Google wants more native content

  • Technology
  • Wednesday, 14 Mar 2012

KUALA LUMPUR: Google is urging Malaysians to publish more content in their native languages to help improve Google Translate service, which is a free service provided by Google to translate a section of text, document or webpage, into another language.

Google research scientist Ashish Venugopal admits that the system is not perfect and said that one way people can help improve it is to publish more high quality content in their native languages to provide more data for the translation models to work with.

“It got to a point where it worked so well on average that our expectations changed and we expect it to be perfect all the time. But by putting more content online, especially bilingual documents, it enriches the source data and allows the system to learn,” he said.

The service leverages on statistical machine translation, which involves the pattern matching of documents, which have existing translations hosted online.

Ashish added that due to the fact that it is an automated process, machines cannot discern the difference in levels of errors, which would be glaring to humans.

The challenges faced in ensuring accurate translations include the complexity of the language, how much available material exists and the ease of finding a corresponding word between documents.

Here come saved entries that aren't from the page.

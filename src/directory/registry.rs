// SPDX-License-Identifier: MPL-2.0
// This Source Code Form is subject to the terms of the Mozilla Public
// License, v. 2.0. If a copy of the MPL was not distributed with this
// file, You can obtain one at https://mozilla.org/MPL/2.0/.

//! Snapshot registry of the Zigbee2MQTT device and group directories.
//!
//! Each `bridge/devices` message replaces the device snapshot wholesale;
//! there is no merging. Snapshots are immutable and shared through `Arc`,
//! so a reader holding one never sees entries from two different refreshes.
//!
//! ```text
//! bridge/devices payload
//!         ↓
//!   parse_devices()
//!         ↓
//!   DeviceDirectory::new(entries, generation + 1)
//!         ↓
//!   RwLock<Arc<DeviceDirectory>>  ← swap under write lock
//!         ↓
//!   readers: snapshot() clones the Arc
//! ```

use std::collections::HashMap;
use std::sync::Arc;

use chrono::{DateTime, Utc};
use parking_lot::RwLock;

use super::{DeviceDescriptor, GroupDescriptor};

/// An immutable device directory snapshot.
#[derive(Debug, Default)]
pub struct DeviceDirectory {
    devices: Vec<DeviceDescriptor>,
    by_ieee: HashMap<String, usize>,
    by_name: HashMap<String, usize>,
    generation: u64,
    refreshed_at: Option<DateTime<Utc>>,
}

impl DeviceDirectory {
    fn new(devices: Vec<DeviceDescriptor>, generation: u64) -> Self {
        let mut by_ieee = HashMap::with_capacity(devices.len());
        let mut by_name = HashMap::with_capacity(devices.len());
        for (index, device) in devices.iter().enumerate() {
            by_ieee.insert(device.ieee_address.clone(), index);
            by_name.insert(device.friendly_name.clone(), index);
        }
        Self {
            devices,
            by_ieee,
            by_name,
            generation,
            refreshed_at: Some(Utc::now()),
        }
    }

    /// Looks up an entry by IEEE address.
    #[must_use]
    pub fn get(&self, ieee_address: &str) -> Option<&DeviceDescriptor> {
        self.by_ieee.get(ieee_address).map(|&i| &self.devices[i])
    }

    /// Looks up an entry by friendly name.
    #[must_use]
    pub fn by_friendly_name(&self, friendly_name: &str) -> Option<&DeviceDescriptor> {
        self.by_name.get(friendly_name).map(|&i| &self.devices[i])
    }

    /// Returns whether an IEEE address is present.
    #[must_use]
    pub fn contains(&self, ieee_address: &str) -> bool {
        self.by_ieee.contains_key(ieee_address)
    }

    /// Iterates over all entries except the coordinator.
    pub fn devices(&self) -> impl Iterator<Item = &DeviceDescriptor> {
        self.devices.iter().filter(|d| !d.is_coordinator())
    }

    /// Returns the number of entries, coordinator included.
    #[must_use]
    pub fn len(&self) -> usize {
        self.devices.len()
    }

    /// Returns whether the snapshot has no entries.
    #[must_use]
    pub fn is_empty(&self) -> bool {
        self.devices.is_empty()
    }

    /// Returns the refresh counter; 0 means no directory received yet.
    #[must_use]
    pub fn generation(&self) -> u64 {
        self.generation
    }

    /// Returns when this snapshot was installed.
    #[must_use]
    pub fn refreshed_at(&self) -> Option<DateTime<Utc>> {
        self.refreshed_at
    }
}

/// An immutable group directory snapshot.
#[derive(Debug, Default)]
pub struct GroupDirectory {
    groups: Vec<GroupDescriptor>,
    generation: u64,
}

impl GroupDirectory {
    /// Looks up a group by friendly name.
    #[must_use]
    pub fn by_friendly_name(&self, friendly_name: &str) -> Option<&GroupDescriptor> {
        self.groups.iter().find(|g| g.friendly_name == friendly_name)
    }

    /// Returns all groups.
    #[must_use]
    pub fn groups(&self) -> &[GroupDescriptor] {
        &self.groups
    }

    /// Returns the refresh counter.
    #[must_use]
    pub fn generation(&self) -> u64 {
        self.generation
    }
}

/// Last-known device and group directories of one bridge session.
#[derive(Debug, Default)]
pub struct DeviceRegistry {
    devices: RwLock<Arc<DeviceDirectory>>,
    groups: RwLock<Arc<GroupDirectory>>,
}

impl DeviceRegistry {
    /// Creates an empty registry.
    #[must_use]
    pub fn new() -> Self {
        Self::default()
    }

    /// Replaces the device snapshot and returns the new one.
    pub fn replace_devices(&self, devices: Vec<DeviceDescriptor>) -> Arc<DeviceDirectory> {
        let mut slot = self.devices.write();
        let directory = Arc::new(DeviceDirectory::new(devices, slot.generation + 1));
        *slot = Arc::clone(&directory);
        tracing::debug!(
            generation = directory.generation,
            count = directory.len(),
            "Device directory replaced"
        );
        directory
    }

    /// Replaces the group snapshot and returns the new one.
    pub fn replace_groups(&self, groups: Vec<GroupDescriptor>) -> Arc<GroupDirectory> {
        let mut slot = self.groups.write();
        let directory = Arc::new(GroupDirectory {
            groups,
            generation: slot.generation + 1,
        });
        *slot = Arc::clone(&directory);
        tracing::debug!(
            generation = directory.generation,
            count = directory.groups.len(),
            "Group directory replaced"
        );
        directory
    }

    /// Returns the current device snapshot.
    #[must_use]
    pub fn snapshot(&self) -> Arc<DeviceDirectory> {
        Arc::clone(&self.devices.read())
    }

    /// Returns the current group snapshot.
    #[must_use]
    pub fn group_snapshot(&self) -> Arc<GroupDirectory> {
        Arc::clone(&self.groups.read())
    }

    /// Looks up a device by IEEE address in the current snapshot.
    #[must_use]
    pub fn by_ieee(&self, ieee_address: &str) -> Option<DeviceDescriptor> {
        self.snapshot().get(ieee_address).cloned()
    }

    /// Looks up a device by friendly name in the current snapshot.
    #[must_use]
    pub fn by_friendly_name(&self, friendly_name: &str) -> Option<DeviceDescriptor> {
        self.snapshot().by_friendly_name(friendly_name).cloned()
    }

    /// Lists all devices except the coordinator.
    #[must_use]
    pub fn list_devices(&self) -> Vec<DeviceDescriptor> {
        self.snapshot().devices().cloned().collect()
    }

    /// Lists all groups.
    #[must_use]
    pub fn list_groups(&self) -> Vec<GroupDescriptor> {
        self.group_snapshot().groups().to_vec()
    }
}
// SPDX-License-Identifier: MPL-2.0
// This Source Code Form is subject to the terms of the Mozilla Public
// License, v. 2.0. If a copy of the MPL was not distributed with this
// file, You can obtain one at https://mozilla.org/MPL/2.0/.

//! Classification of inbound Zigbee2MQTT topics.
//!
//! Rules are checked in order, first match wins:
//!
//! ```text
//! <base>/bridge/devices         → DeviceDirectory
//! <base>/bridge/groups[...]     → GroupDirectory
//! <base>/bridge/<anything>      → BridgeInfo      (ignored)
//! <base>/<name>/.../<reserved>  → Reserved        (ignored)
//! <base>/<name>                 → DeviceState(name)
//! anything else                 → Ignored
//! ```
//!
//! Reserved suffixes are filtered before the device-state rule because
//! devices echo `/set` and `/get` traffic that looks like state.

/// Trailing topic segments that never carry device state.
pub const RESERVED_SUFFIXES: [&str; 5] = ["click", "action", "get", "set", "availability"];

const BRIDGE_DEVICES: &str = "bridge/devices";
const BRIDGE_GROUPS: &str = "bridge/groups";
const BRIDGE_PREFIX: &str = "bridge/";

/// What an inbound topic means.
#[derive(Debug, Clone, Copy, PartialEq, Eq)]
pub enum Route<'a> {
    /// The device directory. Replaces the registry snapshot.
    DeviceDirectory,
    /// The group directory.
    GroupDirectory,
    /// Any other bridge topic (`bridge/state`, `bridge/info`, ...).
    BridgeInfo,
    /// A nested device topic ending in a reserved suffix.
    Reserved {
        /// The reserved suffix.
        suffix: &'a str,
    },
    /// State published by a device.
    DeviceState {
        /// Friendly name taken from the topic.
        friendly_name: &'a str,
    },
    /// Not under the base topic, or nested without a reserved suffix.
    Ignored,
}

impl Route<'_> {
    /// Returns whether the message should be dropped.
    #[must_use]
    pub fn is_ignored(&self) -> bool {
        matches!(self, Self::BridgeInfo | Self::Reserved { .. } | Self::Ignored)
    }
}

/// Classifies `topic` relative to `base_topic`.
///
/// # Examples
///
/// ```
/// use z2m_bridge::protocol::{Route, classify_topic};
///
/// assert_eq!(classify_topic("zigbee2mqtt", "zigbee2mqtt/bridge/devices"), Route::DeviceDirectory);
/// assert_eq!(
///     classify_topic("zigbee2mqtt", "zigbee2mqtt/Kitchen Lamp"),
///     Route::DeviceState { friendly_name: "Kitchen Lamp" }
/// );
/// assert!(classify_topic("zigbee2mqtt", "zigbee2mqtt/Kitchen Lamp/set").is_ignored());
/// ```
#[must_use]
pub fn classify_topic<'a>(base_topic: &str, topic: &'a str) -> Route<'a> {
    let Some(rest) = topic
        .strip_prefix(base_topic)
        .and_then(|rest| rest.strip_prefix('/'))
    else {
        return Route::Ignored;
    };

    if rest == BRIDGE_DEVICES {
        return Route::DeviceDirectory;
    }
    if rest.starts_with(BRIDGE_GROUPS) {
        return Route::GroupDirectory;
    }
    if rest.starts_with(BRIDGE_PREFIX) {
        return Route::BridgeInfo;
    }

    match rest.rsplit_once('/') {
        Some((_, suffix)) if RESERVED_SUFFIXES.iter().any(|r| *r == suffix) => Route::Reserved { suffix },
        Some(_) => Route::Ignored,
        None if rest.is_empty() => Route::Ignored,
        None => Route::DeviceState {
            friendly_name: rest,
        },
    }
}

#[cfg(test)]
mod tests {
    use super::*;

    const BASE: &str = "zigbee2mqtt";

    #[test]
    fn device_directory() {
        assert_eq!(
            classify_topic(BASE, "zigbee2mqtt/bridge/devices"),
            Route::DeviceDirectory
        );
    }

    #[test]
    fn group_directory_by_prefix() {
        assert_eq!(
            classify_topic(BASE, "zigbee2mqtt/bridge/groups"),
            Route::GroupDirectory
        );
    }

    #[test]
    fn other_bridge_topics_are_info() {
        for topic in [
            "zigbee2mqtt/bridge/state",
            "zigbee2mqtt/bridge/info",
            "zigbee2mqtt/bridge/logging",
            "zigbee2mqtt/bridge/devices/extra",
            "zigbee2mqtt/bridge/event",
        ] {
            assert_eq!(classify_topic(BASE, topic), Route::BridgeInfo, "{topic}");
        }
    }

    #[test]
    fn reserved_suffixes_never_route_to_state() {
        for suffix in RESERVED_SUFFIXES {
            let topic = format!("zigbee2mqtt/Hall Sensor/{suffix}");
            let route = classify_topic(BASE, &topic);
            assert_eq!(route, Route::Reserved { suffix });
            assert!(route.is_ignored());
        }
    }

    #[test]
    fn deeper_reserved_suffix() {
        assert_eq!(
            classify_topic(BASE, "zigbee2mqtt/Remote/l1/action"),
            Route::Reserved { suffix: "action" }
        );
    }

    #[test]
    fn device_state() {
        assert_eq!(
            classify_topic(BASE, "zigbee2mqtt/0x00158d0001a2b3c4"),
            Route::DeviceState {
                friendly_name: "0x00158d0001a2b3c4"
            }
        );
    }

    #[test]
    fn device_named_like_a_suffix_is_state() {
        assert_eq!(
            classify_topic(BASE, "zigbee2mqtt/set"),
            Route::DeviceState {
                friendly_name: "set"
            }
        );
    }

    #[test]
    fn nested_non_reserved_topics_are_ignored() {
        assert_eq!(
            classify_topic(BASE, "zigbee2mqtt/Kitchen Lamp/config"),
            Route::Ignored
        );
    }

    #[test]
    fn foreign_topics_are_ignored() {
        assert_eq!(classify_topic(BASE, "homeassistant/status"), Route::Ignored);
        assert_eq!(classify_topic(BASE, "zigbee2mqttx/lamp"), Route::Ignored);
        assert_eq!(classify_topic(BASE, "zigbee2mqtt"), Route::Ignored);
        assert_eq!(classify_topic(BASE, "zigbee2mqtt/"), Route::Ignored);
    }

    #[test]
    fn custom_base_topic() {
        assert_eq!(
            classify_topic("home/z2m", "home/z2m/bridge/devices"),
            Route::DeviceDirectory
        );
        assert_eq!(
            classify_topic("home/z2m", "home/z2m/Porch"),
            Route::DeviceState {
                friendly_name: "Porch"
            }
        );
    }
}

Ashish said that traditional translation methods to date haven’t been able to scale up to the explosion of content and languages on the Internet, a problem Google Translate wishes to address via automated translations.

“It’s not a question of which is better, one just scales up better than the other,” he said, adding that the services currently supports 64 languages.

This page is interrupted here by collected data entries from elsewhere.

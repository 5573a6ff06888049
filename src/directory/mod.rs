// SPDX-License-Identifier: MPL-2.0
// This Source Code Form is subject to the terms of the Mozilla Public
// License, v. 2.0. If a copy of the MPL was not distributed with this
// file, You can obtain one at https://mozilla.org/MPL/2.0/.

//! The Zigbee2MQTT device and group directory.
//!
//! Zigbee2MQTT publishes its full device list (retained) on
//! `<base>/bridge/devices` and its groups on `<base>/bridge/groups`. This
//! module parses those payloads and keeps the latest of each as an atomic
//! snapshot in a [`DeviceRegistry`].

mod descriptor;
mod registry;

pub use descriptor::{
    CapabilityDescriptor, DeviceDescriptor, DeviceType, GroupDescriptor, GroupMember,
    parse_devices, parse_groups,
};
pub use registry::{DeviceDirectory, DeviceRegistry, GroupDirectory};
// SPDX-License-Identifier: MPL-2.0
// This Source Code Form is subject to the terms of the Mozilla Public
// License, v. 2.0. If a copy of the MPL was not distributed with this
// file, You can obtain one at https://mozilla.org/MPL/2.0/.

//! Broker transport and topic routing.
//!
//! The session talks to the broker through the [`Transport`] trait: a
//! callback-style client that reports status changes and inbound messages
//! as [`TransportEvent`]s on a channel. [`RumqttTransport`] implements it on
//! top of `rumqttc` (feature `mqtt`). Reconnection is never the transport's
//! job; a failed transport reports [`TransportStatus::Failed`] and stops.
//!
//! Inbound topics are classified by [`classify_topic`].

#[cfg(feature = "mqtt")]
mod rumqtt;
mod topic_router;

#[cfg(feature = "mqtt")]
pub use rumqtt::RumqttTransport;
pub use topic_router::{RESERVED_SUFFIXES, Route, classify_topic};

use std::time::Duration;

use tokio::sync::mpsc;

use crate::config::BridgeConfig;
use crate::error::TransportError;

/// MQTT delivery guarantee.
#[derive(Debug, Clone, Copy, PartialEq, Eq, Default)]
pub enum Qos {
    /// Fire and forget.
    #[default]
    AtMostOnce,
    /// Acknowledged delivery, possibly duplicated.
    AtLeastOnce,
    /// Exactly once.
    ExactlyOnce,
}

impl Qos {
    /// Maps the numeric MQTT level, clamping anything above 2.
    #[must_use]
    pub fn from_level(level: u8) -> Self {
        match level {
            0 => Self::AtMostOnce,
            1 => Self::AtLeastOnce,
            _ => Self::ExactlyOnce,
        }
    }
}

#[cfg(feature = "mqtt")]
impl From<Qos> for rumqttc::QoS {
    fn from(qos: Qos) -> Self {
        match qos {
            Qos::AtMostOnce => Self::AtMostOnce,
            Qos::AtLeastOnce => Self::AtLeastOnce,
            Qos::ExactlyOnce => Self::ExactlyOnce,
        }
    }
}

/// Parameters for opening a broker connection.
#[derive(Debug, Clone, PartialEq, Eq)]
pub struct ConnectOptions {
    /// Broker host name or address.
    pub host: String,
    /// Broker port.
    pub port: u16,
    /// MQTT client identifier.
    pub client_id: String,
    /// Optional `(username, password)`.
    pub credentials: Option<(String, String)>,
    /// Keep-alive interval.
    pub keep_alive: Duration,
}

impl From<&BridgeConfig> for ConnectOptions {
    fn from(config: &BridgeConfig) -> Self {
        Self {
            host: config.host().to_string(),
            port: config.port(),
            client_id: config.client_id().to_string(),
            credentials: config
                .credentials()
                .map(|(user, pass)| (user.to_string(), pass.to_string())),
            keep_alive: config.keep_alive(),
        }
    }
}

/// Connection status reported by a transport.
#[derive(Debug, Clone, PartialEq, Eq)]
pub enum TransportStatus {
    /// The broker accepted the connection.
    Connected,
    /// The connection was refused or dropped.
    Failed(String),
}

/// Something a transport observed.
#[derive(Debug, Clone, PartialEq, Eq)]
pub enum TransportEvent {
    /// Connection status changed.
    Status(TransportStatus),
    /// A message arrived on a subscribed topic.
    Message {
        /// Full topic.
        topic: String,
        /// UTF-8 payload.
        payload: String,
    },
}

/// A callback-driven MQTT client.
///
/// Methods never block for longer than it takes to queue a request.
/// Outcomes of `open` arrive later as [`TransportEvent::Status`].
pub trait Transport: Send {
    /// Starts connecting. Events for this connection go to `events`.
    ///
    /// # Errors
    ///
    /// Returns error if the connection attempt cannot even be started.
    fn open(
        &mut self,
        options: &ConnectOptions,
        events: mpsc::UnboundedSender<TransportEvent>,
    ) -> Result<(), TransportError>;

    /// Tears down the current connection, if any. Posts no further events.
    fn close(&mut self);

    /// Returns the client's live view of the connection.
    fn is_connected(&self) -> bool;

    /// Subscribes to `topic`.
    ///
    /// # Errors
    ///
    /// Returns error if no connection is open or the request is rejected.
    fn subscribe(&mut self, topic: &str, qos: Qos) -> Result<(), TransportError>;

    /// Publishes `payload` to `topic`.
    ///
    /// # Errors
    ///
    /// Returns error if no connection is open or the request is rejected.
    fn publish(
        &mut self,
        topic: &str,
        payload: &str,
        qos: Qos,
        retained: bool,
    ) -> Result<(), TransportError>;
}

#[cfg(test)]
mod tests {
    use super::*;

    #[test]
    fn qos_from_level() {
        assert_eq!(Qos::from_level(0), Qos::AtMostOnce);
        assert_eq!(Qos::from_level(1), Qos::AtLeastOnce);
        assert_eq!(Qos::from_level(2), Qos::ExactlyOnce);
        assert_eq!(Qos::from_level(7), Qos::ExactlyOnce);
    }

    #[test]
    fn connect_options_from_config() {
        let config = BridgeConfig::builder()
            .host("mqtt://broker.local:1884")
            .client_id("hub-1")
            .credentials("user", "secret")
            .build()
            .unwrap();
        let options = ConnectOptions::from(&config);

        assert_eq!(options.host, "broker.local");
        assert_eq!(options.port, 1884);
        assert_eq!(options.client_id, "hub-1");
        assert_eq!(
            options.credentials,
            Some(("user".to_string(), "secret".to_string()))
        );
        assert_eq!(options.keep_alive, Duration::from_secs(30));
    }
}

While not intended to be a replacement for quality translations done by people, the mission for Google Translate is to “break down the language barriers” online.

“We want to be able to translate the easy stuff so that professionals can focus on the high value translations. There is a big difference in translating what was said and being able to convey nuances such as sentiment and emotion,” he said, adding that a toolkit has also been released for professional translators and linguists.

When asked how explosive was the growth of non-English content, Ashish shared that in 2010, Chinese-language content accounted for 22% of web content with a growth of 277%, while Arabic accounted for 3.3% of web content but has experienced an explosive 2,000% growth.